Other people can't make us happy; that's not their job. Their job is to make themselves happy and, in doing that, if we are on the same/similar page and working on making ourselves happy, we meet. If he is travelling and you don't want to, presumably you are doing something else besides travelling, something you enjoy! If all he's doing is travelling and you don't want to travel, you probably don't want to be with him.

He should not feel "guilty" for doing what he wants. He's in charge of his life and it comes first in his priorities. He does have to figure out the proportions of travelling versus being with you, not travelling (if you refuse to travel with him/don't want to travel in your own life) and that could take some independent thinking on his part, just as you would use the week you were apart to think about what you wanted your life to be like for you (not with him, but with yourself).
Hey Perna, thanks for the response. We both can definitely be childish and getting mad and peeling out in front of his family's house was something I'M embarrassed for doing too... it's really not like me to act like that.
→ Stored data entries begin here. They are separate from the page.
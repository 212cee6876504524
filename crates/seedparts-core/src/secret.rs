//! Secrets as the user enters them
//!
//! A secret is either free text, or a BIP-39 seed phrase with an optional
//! note. Both end up as one string before encryption.

use crate::error::{PipelineError, Result};
use bip39::Mnemonic;
use serde::{Deserialize, Serialize};
use zeroize::Zeroizing;

pub use bip39::Language;

/// Word counts BIP-39 defines
pub const WORD_COUNTS: [usize; 5] = [12, 15, 18, 21, 24];

/// Every BIP-39 word list with the name used on the command line
pub const LANGUAGES: [(&str, Language); 10] = [
    ("english", Language::English),
    ("simplified-chinese", Language::SimplifiedChinese),
    ("traditional-chinese", Language::TraditionalChinese),
    ("czech", Language::Czech),
    ("french", Language::French),
    ("italian", Language::Italian),
    ("japanese", Language::Japanese),
    ("korean", Language::Korean),
    ("portuguese", Language::Portuguese),
    ("spanish", Language::Spanish),
];

/// Look up a word list by its command-line name
pub fn language_from_name(name: &str) -> Option<Language> {
    let name = name.trim().to_lowercase().replace('_', "-");
    LANGUAGES
        .iter()
        .find(|(candidate, _)| *candidate == name)
        .map(|&(_, language)| language)
}

pub fn language_name(language: Language) -> &'static str {
    LANGUAGES
        .iter()
        .find(|(_, candidate)| *candidate == language)
        .map_or("unknown", |&(name, _)| name)
}

fn normalize_words(words: &str) -> Zeroizing<String> {
    Zeroizing::new(
        words
            .split_whitespace()
            .map(str::to_lowercase)
            .collect::<Vec<_>>()
            .join(" "),
    )
}

#[derive(Debug, Clone, Copy, PartialEq, Eq, Serialize, Deserialize)]
#[serde(rename_all = "lowercase")]
pub enum SecretType {
    SeedPhrase,
    Data,
}

/// A checksummed BIP-39 mnemonic in any of the standard word lists
#[derive(Clone, PartialEq, Eq)]
pub struct SeedPhrase {
    mnemonic: Mnemonic,
}

impl SeedPhrase {
    /// Parse space-separated words, detecting the word list.
    ///
    /// Case and extra whitespace are ignored. A phrase whose words appear in
    /// more than one list is rejected; use [`SeedPhrase::parse_in`] for it.
    pub fn parse(words: &str) -> Result<Self> {
        let normalized = normalize_words(words);
        let mnemonic = Mnemonic::parse(normalized.as_str())
            .map_err(|e| PipelineError::parse(format!("Invalid seed phrase: {e}")))?;
        Ok(Self { mnemonic })
    }

    /// Parse against one word list
    pub fn parse_in(language: Language, words: &str) -> Result<Self> {
        let normalized = normalize_words(words);
        let mnemonic = Mnemonic::parse_in(language, normalized.as_str()).map_err(|e| {
            PipelineError::parse(format!(
                "Invalid {} seed phrase: {e}",
                language_name(language)
            ))
        })?;
        Ok(Self { mnemonic })
    }

    pub fn language(&self) -> Language {
        self.mnemonic.language()
    }

    pub fn from_words<S: AsRef<str>>(words: &[S]) -> Result<Self> {
        let joined = Zeroizing::new(
            words
                .iter()
                .map(|w| w.as_ref().trim())
                .collect::<Vec<_>>()
                .join(" "),
        );
        Self::parse(&joined)
    }

    pub fn word_count(&self) -> usize {
        self.mnemonic.word_count()
    }

    pub fn words(&self) -> impl Iterator<Item = &'static str> + '_ {
        self.mnemonic.words()
    }

    /// Numbered list, one word per line: `1. abandon\n2. ability\n...`
    pub fn numbered(&self) -> Zeroizing<String> {
        let mut out = Zeroizing::new(String::new());
        for (idx, word) in self.words().enumerate() {
            out.push_str(&format!("{}. {word}\n", idx + 1));
        }
        out
    }
}

impl std::fmt::Debug for SeedPhrase {
    fn fmt(&self, f: &mut std::fmt::Formatter<'_>) -> std::fmt::Result {
        write!(f, "SeedPhrase({} words)", self.word_count())
    }
}

/// Build the text that gets encrypted and split
///
/// The note and the numbered seed phrase are joined by a blank line; an
/// empty part is left out.
pub fn compose_secret(info: &str, phrase: Option<&SeedPhrase>) -> Zeroizing<String> {
    let numbered = phrase.map(SeedPhrase::numbered);
    let parts: Vec<&str> = [Some(info), numbered.as_ref().map(|n| n.as_str())]
        .into_iter()
        .flatten()
        .filter(|part| !part.is_empty())
        .collect();
    Zeroizing::new(parts.join("\n\n"))
}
I actually love traveling, I just don't have a job that gives me the time/ability to do so as much as he can. My bf is a pilot so his job is life is very dynamic. He can fly anywhere in the world for very cheap at a whim almost. He traveled a lot before he met me and has slowed down since. I'm ok with him traveling and I said if he wants to go one week a month anywhere in the US I don't care and if he wants to go on a long trip overseas... talk to me about it first. He actually liked the compromise; he just didn't like the restriction of having to talk to me. He's only home 3 days a week and they're work days, so I think I was being fair.

We love traveling and I can take days off here and there to go, and we have, it's just harder. All I wanted was to go with him on the bigger trips because he goes once a year and I have the ability to do that.

I've chosen to do what makes me happy now and I think that's where the "eff it" mentality came from. I want us both to be happy... and maybe we just aren't right for each other and I can accept that.